当我们在使用MapReduce自定义对象时会遇到需要对其进行排序的问题,这时我们就可以通过实现MapReduce的WritableComparable接口实现自定义排序的功能。
这里举一个对员工对象排序的例子。
1. 首先我们创建一个员工对象:
public class Emp implements Writable {
private int empno;
private String ename;
private String job;
private int mgr;
private String hiredata;
private int sal;
private int comm;
private int deptno;
}
2. 生成get和set方法 (get和set我就不写了)我们重写toString方法方便输出:
@Override
public String toString() {
return "Emp [empno="+empno+",ename="+ename+",sal="+sal+",deptno="+deptno+"]";
}
4. 然后实现MapReduce的序列化接口,注意这里我们实现的不是Writable接口而是他的子接口WritableComparable并实现其中的compareTo方法:
// 序列化的顺序要和反序列化的顺序一样
@Override
public void readFields(DataInput input) throws IOException {
// 实现反序列化,从输入流中读取对象
this.empno = input.readInt();
this.ename = input.readUTF();
this.job = input.readUTF();
this.mgr = input.readInt();
this.hiredata = input.readUTF();
this.sal = input.readInt();
this.comm = input.readInt();
this.deptno = input.readInt();
}
@Override
public void write(DataOutput output) throws IOException {
// 实现序列化,把对象输出到输出流
output.writeInt(empno);
output.writeUTF(ename);
output.writeUTF(job);
output.writeInt(mgr);
output.writeUTF(hiredata);
output.writeInt(sal);
output.writeInt(comm);
output.writeInt(deptno);
}
如果是单条件排序使用:
@Override
public int compareTo(Emp o) {
// 定义自己的排序规则
//按照薪水进行排序
if(this.sal>=o.sal) {
return 1;
}else {
return -1;
}
}
如果是多条件排序使用:
@Override
public int compareTo(Emp o) {
// 定义自己的排序规则
//先按照部门号排序,再照薪水进行排序
//注意:没有“=”
if(this.deptno>o.getDeptno()) {
return 1;
}else if(this.deptno<o.getDeptno()){
return -1;
}
//当部门号相等时 按照工资排序
if(this.sal>=o.sal) {
return 1;
}else {
return -1;
}
}
5. 完成Mapper和Main函数(这里就不用reducer了)
6. 查看输出:
首先将程序打包后上传到Hadoop机器上
使用 hadoop jar sort2.jar /scott/emp.csv /output/0304/sort2 执行(第一个参数是输入路径,第二个参数是输出路径 输出路径不能提前存在)
查看结果:
hdfs dfs -cat /output/0304/sort2/part-r-00000
(结果我用的是两个条件排序,先按照部门号排序再按照薪水排序)
Emp [empno=7934,ename=MILLER,sal=1300,deptno=10]

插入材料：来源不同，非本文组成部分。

/*
 * Copyright 2020 Nikhil Marathe <nsm.nikhil@gmail.com>
 *
 * Licensed under the Apache License, Version 2.0 (the "License");
 * you may not use this file except in compliance with the License.
 * You may obtain a copy of the License at
 *
 *     http://www.apache.org/licenses/LICENSE-2.0
 *
 * Unless required by applicable law or agreed to in writing, software
 * distributed under the License is distributed on an "AS IS" BASIS,
 * WITHOUT WARRANTIES OR CONDITIONS OF ANY KIND, either express or implied.
 * See the License for the specific language governing permissions and
 * limitations under the License.
 */

//! Types shared between the registry, the program generator and the result decoders.

mod config_key;
mod request;

pub use config_key::{ConfigKey, OsClass, OsType};
pub use request::{
    ApexInfo, CcInfo, CcUnstrippedInfo, CqueryRequest, GetApexInfo, GetCcInfo,
    GetCcUnstrippedInfo, GetOutputFiles, GetPythonBinary, RequestKind, ResultParseError,
};

use std::fmt;

/// Rewrites main repository labels (`//pkg:name`) into their explicit form (`@//pkg:name`), which
/// is how the external tool prints them back.
pub fn normalize_label(label: &str) -> String {
    if label.starts_with("//") {
        format!("@{}", label)
    } else {
        label.to_owned()
    }
}

/// A single request. The label is stored normalized.
#[derive(Debug, Clone, PartialEq, Eq, Hash, PartialOrd, Ord)]
pub struct RequestKey {
    label: String,
    kind: RequestKind,
    config: ConfigKey,
}

impl RequestKey {
    pub fn new(label: &str, kind: RequestKind, config: ConfigKey) -> RequestKey {
        RequestKey {
            label: normalize_label(label),
            kind,
            config,
        }
    }

    pub fn label(&self) -> &str {
        &self.label
    }

    pub fn kind(&self) -> RequestKind {
        self.kind
    }

    pub fn config(&self) -> &ConfigKey {
        &self.config
    }

    /// `label|arch|os`, the key a cquery output line is correlated on. The kind travels as a
    /// separate tag on the line.
    pub fn cquery_id(&self) -> String {
        format!("{}|{}", self.label, self.config.config_string())
    }
}

impl fmt::Display for RequestKey {
    fn fmt(&self, f: &mut fmt::Formatter<'_>) -> fmt::Result {
        write!(f, "{} {}", self.kind.name(), self.cquery_id())
    }
}

/// Splits an id produced by `RequestKey::cquery_id` back into label, arch and OS.
pub fn parse_cquery_id(id: &str) -> Option<(&str, &str, &str)> {
    let mut parts = id.rsplitn(3, '|');
    let os = parts.next()?;
    let arch = parts.next()?;
    let label = parts.next()?;
    Some((label, arch, os))
}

Emp [empno=7782,ename=CLARK,sal=2450,deptno=10]
Emp [empno=7839,ename=KING,sal=5000,deptno=10]
Emp [empno=7369,ename=SMITH,sal=800,deptno=20]

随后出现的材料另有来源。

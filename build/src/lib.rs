/*
 * Copyright 2020 Nikhil Marathe <nsm.nikhil@gmail.com>
 *
 * Licensed under the Apache License, Version 2.0 (the "License");
 * you may not use this file except in compliance with the License.
 * You may obtain a copy of the License at
 *
 *     http://www.apache.org/licenses/LICENSE-2.0
 *
 * Unless required by applicable law or agreed to in writing, software
 * distributed under the License is distributed on an "AS IS" BASIS,
 * WITHOUT WARRANTIES OR CONDITIONS OF ANY KIND, either express or implied.
 * See the License for the specific language governing permissions and
 * limitations under the License.
 */

//! Invocation of the external evaluator.
//!
//! Every invocation uses the same output base, working directory, flag profile and environment
//! overrides. Only the command, its expression and the extra flags vary.

mod invocation;
mod runner;

pub use invocation::{create_invocation, BazelCommand, DefaultFlags, Invocation, RunName};
pub use runner::{BazelRunner, BuiltinRunner, MockRunner, RunError, RunOutput};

Emp [empno=7876,ename=ADAMS,sal=1100,deptno=20]
Emp [empno=7566,ename=JONES,sal=2975,deptno=20]
Emp [empno=7902,ename=FORD,sal=3000,deptno=20]
Emp [empno=7788,ename=SCOTT,sal=3000,deptno=20]

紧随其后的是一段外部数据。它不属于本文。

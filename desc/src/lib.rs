/*
 * Copyright 2020 Nikhil Marathe <nsm.nikhil@gmail.com>
 *
 * Licensed under the Apache License, Version 2.0 (the "License");
 * you may not use this file except in compliance with the License.
 * You may obtain a copy of the License at
 *
 *     http://www.apache.org/licenses/LICENSE-2.0
 *
 * Unless required by applicable law or agreed to in writing, software
 * distributed under the License is distributed on an "AS IS" BASIS,
 * WITHOUT WARRANTIES OR CONDITIONS OF ANY KIND, either express or implied.
 * See the License for the specific language governing permissions and
 * limitations under the License.
 */

//! Generates the Starlark program handed to the external evaluator.
//!
//! Three files make up the program: the rule definitions (`main.bzl`), the wiring file
//! (`BUILD.bazel`) that instantiates one configuration node per requested configuration, and
//! the cquery formatting file that prints one line per configured target. All of them are pure
//! functions of the request snapshot, and their output is byte-identical for equal snapshots.

use std::collections::{BTreeMap, BTreeSet};

use mixbuild_interface::{RequestKey, RequestKind};

/// Name of the repository the generated files are injected as.
pub const INJECTION_REPOSITORY: &str = "soong_injection";
pub const WORKSPACE_FILE_NAME: &str = "WORKSPACE.bazel";
pub const MIXED_BUILDS_DIR: &str = "mixed_builds";
pub const MAIN_BZL_FILE_NAME: &str = "main.bzl";
pub const BUILD_FILE_NAME: &str = "BUILD.bazel";
pub const CQUERY_FILE_NAME: &str = "buildroot.cquery";
pub const CQUERY_OUTPUT_FILE_NAME: &str = "cquery.out";

pub const BUILDROOT_LABEL: &str = "@soong_injection//mixed_builds:buildroot";
pub const PHONYROOT_LABEL: &str = "@soong_injection//mixed_builds:phonyroot";

/// Identifies the product platforms are generated for.
///
/// With an empty product, configurations map onto the checked in `<os>_<arch>` platforms.
/// Otherwise onto the injected `<product>-<variant>_<os>_<arch>` platforms.
#[derive(Debug, Clone, Default, PartialEq, Eq)]
pub struct ProductTarget {
    pub product: String,
    pub variant: String,
}

impl ProductTarget {
    pub fn new<S: Into<String>>(product: S, variant: S) -> ProductTarget {
        ProductTarget {
            product: product.into(),
            variant: variant.into(),
        }
    }

    /// Prefix every platform name of this product starts with, possibly empty.
    pub fn platform_prefix(&self) -> String {
        if self.product.is_empty() {
            String::new()
        } else if self.variant.is_empty() {
            format!("{}_", self.product)
        } else {
            format!("{}-{}_", self.product, self.variant)
        }
    }

    fn platform_package(&self) -> &'static str {
        if self.product.is_empty() {
            "@//build/bazel/platforms"
        } else {
            "@soong_injection//product_config_platforms"
        }
    }
}

const GENERATED_HEADER: &str = "# This file is generated by mixbuild. Do not edit.";

pub fn main_bzl_contents(target: &ProductTarget) -> String {
    format!(
        r#"{header}

def _config_node_transition_impl(settings, attr):
    return {{
        "//command_line_option:platforms": "{package}:{prefix}%s_%s" % (attr.os, attr.arch),
    }}

_config_node_transition = transition(
    implementation = _config_node_transition_impl,
    inputs = [],
    outputs = [
        "//command_line_option:platforms",
    ],
)

def _passthrough_rule_impl(ctx):
    return [DefaultInfo(files = depset(ctx.files.deps))]

config_node = rule(
    implementation = _passthrough_rule_impl,
    attrs = {{
        "arch" : attr.string(mandatory = True),
        "os"   : attr.string(mandatory = True),
        "deps" : attr.label_list(cfg = _config_node_transition, allow_files = True),
        "_allowlist_function_transition": attr.label(default = "@bazel_tools//tools/allowlists/function_transition_allowlist"),
    }},
)

# Depends on every requested target. Building it builds everything delegated.
mixed_build_root = rule(
    implementation = _passthrough_rule_impl,
    attrs = {{
        "deps" : attr.label_list(),
    }},
)

def _phony_root_impl(ctx):
    return []

# Depends on targets without building them. Building it only creates the symlink forest of its
# dependencies.
phony_root = rule(
    implementation = _phony_root_impl,
    attrs = {{"deps" : attr.label_list()}},
)
"#,
        header = GENERATED_HEADER,
        package = target.platform_package(),
        prefix = target.platform_prefix(),
    )
}

/// Groups requested labels by canonical configuration string. Labels requested under several
/// kinds appear once.
fn labels_by_config<'a, I>(requests: I) -> BTreeMap<String, BTreeSet<&'a str>>
where
    I: IntoIterator<Item = &'a RequestKey>,
{
    let mut by_config: BTreeMap<String, BTreeSet<&'a str>> = BTreeMap::new();
    for request in requests {
        by_config
            .entry(request.config().config_string())
            .or_default()
            .insert(request.label());
    }
    by_config
}

const LIST_SEPARATOR: &str = ",\n            ";

pub fn main_build_file_contents<'a, I>(requests: I) -> String
where
    I: IntoIterator<Item = &'a RequestKey>,
{
    let mut config_nodes = String::new();
    let mut node_labels = Vec::new();
    for (config, labels) in labels_by_config(requests) {
        let tokens: Vec<&str> = config.split('|').collect();
        if tokens.len() != 2 {
            panic!("unexpected config string format: {}", config);
        }
        let (arch, os) = (tokens[0], tokens[1]);
        let node = format!("{}_{}", os, arch);
        node_labels.push(format!("\":{}\"", node));
        let deps: Vec<String> = labels.iter().map(|l| format!("\"{}\"", l)).collect();
        config_nodes.push_str(&format!(
            r#"
config_node(name = "{node}",
    arch = "{arch}",
    os = "{os}",
    deps = [{deps}],
)
"#,
            node = node,
            arch = arch,
            os = os,
            deps = deps.join(LIST_SEPARATOR),
        ));
    }

    format!(
        r#"{header}
load(":main.bzl", "config_node", "mixed_build_root", "phony_root")
{config_nodes}
mixed_build_root(name = "buildroot",
    deps = [{roots}],
)

phony_root(name = "phonyroot",
    deps = [":buildroot"],
)
"#,
        header = GENERATED_HEADER,
        config_nodes = config_nodes,
        roots = node_labels.join(LIST_SEPARATOR),
    )
}

fn indent(body: &str) -> String {
    body.lines().map(|line| format!("  {}\n", line)).collect()
}

/// Starlark string literal for an id. Ids are labels plus configuration tokens, none of which
/// need escaping beyond quotes and backslashes.
fn quote(s: &str) -> String {
    format!("\"{}\"", s.replace('\\', "\\\\").replace('"', "\\\""))
}

const JSON_ENCODE_FN: &str = r#"# json.encode() is not available to cquery.
# Dicts may hold anything but a dict, lists only hold primitives.
def json_encode(input):
  def encode_primitive(p):
    t = type(p)
    if t == "string" or t == "int":
      return repr(p)
    fail("unsupported value '%s' of type '%s'" % (p, type(p)))

  def encode_list(list):
    return "[%s]" % ", ".join([encode_primitive(item) for item in list])

  def encode_list_or_primitive(v):
    return encode_list(v) if type(v) == "list" else encode_primitive(v)

  if type(input) == "dict":
    # Output is read line by line, so no newlines between entries.
    kv_pairs = [("%s: %s" % (encode_primitive(k), encode_list_or_primitive(v))) for (k, v) in input.items()]
    return "{ %s }" % ", ".join(kv_pairs)
  else:
    return encode_list_or_primitive(input)
"#;

fn get_arch_fn(target: &ProductTarget) -> String {
    format!(
        r#"def get_arch(target):
  buildoptions = build_options(target)
  if buildoptions == None:
    # File targets have no build options and are not tied to a platform, use the host.
    return "x86_64|linux"
  platforms = buildoptions["//command_line_option:platforms"]
  if len(platforms) != 1:
    # A configured target has exactly one platform, each architecture of a label is its own
    # configured target.
    fail("expected exactly 1 platform for " + str(target.label) + " but got " + str(platforms))
  platform_name = platforms[0].name
  if platform_name == "host":
    return "HOST"
  if not platform_name.startswith("{prefix}"):
    fail("expected platform name of the form '{prefix}android_<arch>' or '{prefix}linux_<arch>', but was " + str(platforms))
  platform_name = platform_name[len("{prefix}"):]
  if platform_name.startswith("android_"):
    return platform_name[len("android_"):] + "|android"
  elif platform_name.startswith("linux_"):
    return platform_name[len("linux_"):] + "|linux"
  fail("expected platform name of the form '{prefix}android_<arch>' or '{prefix}linux_<arch>', but was " + str(platforms))
  return "UNKNOWN"
"#,
        prefix = target.platform_prefix()
    )
}

pub fn cquery_starlark_contents<'a, I>(requests: I, target: &ProductTarget) -> String
where
    I: IntoIterator<Item = &'a RequestKey>,
{
    let mut ids_by_kind: BTreeMap<RequestKind, BTreeSet<String>> = BTreeMap::new();
    for request in requests {
        ids_by_kind
            .entry(request.kind())
            .or_default()
            .insert(request.cquery_id());
    }

    let mut tables = String::new();
    let mut functions = String::new();
    let mut switch = String::new();
    for (kind, ids) in &ids_by_kind {
        let table = format!("{}_Labels", kind.name());
        let function = format!("{}_Fn", kind.name());
        let entries: Vec<String> = ids.iter().map(|id| format!("{} : True", quote(id))).collect();
        tables.push_str(&format!(
            "\n{} = {{\n  {}\n}}\n",
            table,
            entries.join(",\n  ")
        ));
        functions.push_str(&format!(
            "\ndef {}(target, id_string):\n{}",
            function,
            indent(kind.starlark_function_body())
        ));
        switch.push_str(&format!(
            "  if id_string in {table}:\n    results.append(id_string + \">>{kind}>>\" + {function}(target, id_string))\n",
            table = table,
            kind = kind.name(),
            function = function
        ));
    }

    format!(
        r#"{header}

{json_encode}
# Label tables
{tables}
# Functions
{functions}
{get_arch}
def format(target):
  id_string = str(target.label) + "|" + get_arch(target)

  # Main repository labels may print without their leading "@".
  if id_string.startswith("//"):
    id_string = "@" + id_string

  # One line per kind the target was requested under.
  results = []
{switch}  if results:
    return "\n".join(results)

  # Not requested directly, a dependency of a requested target.
  return id_string + ">>NONE"
"#,
        header = GENERATED_HEADER,
        json_encode = JSON_ENCODE_FN,
        tables = tables,
        functions = functions,
        get_arch = get_arch_fn(target),
        switch = switch,
    )
}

Emp [empno=7900,ename=JAMES,sal=950,deptno=30]
Emp [empno=7521,ename=WARD,sal=1250,deptno=30]
Emp [empno=7654,ename=MARTIN,sal=1250,deptno=30]
Emp [empno=7844,ename=TURNER,sal=1500,deptno=30]
Emp [empno=7499,ename=ALLEN,sal=1600,deptno=30]
Emp [empno=7698,ename=BLAKE,sal=2850,deptno=30]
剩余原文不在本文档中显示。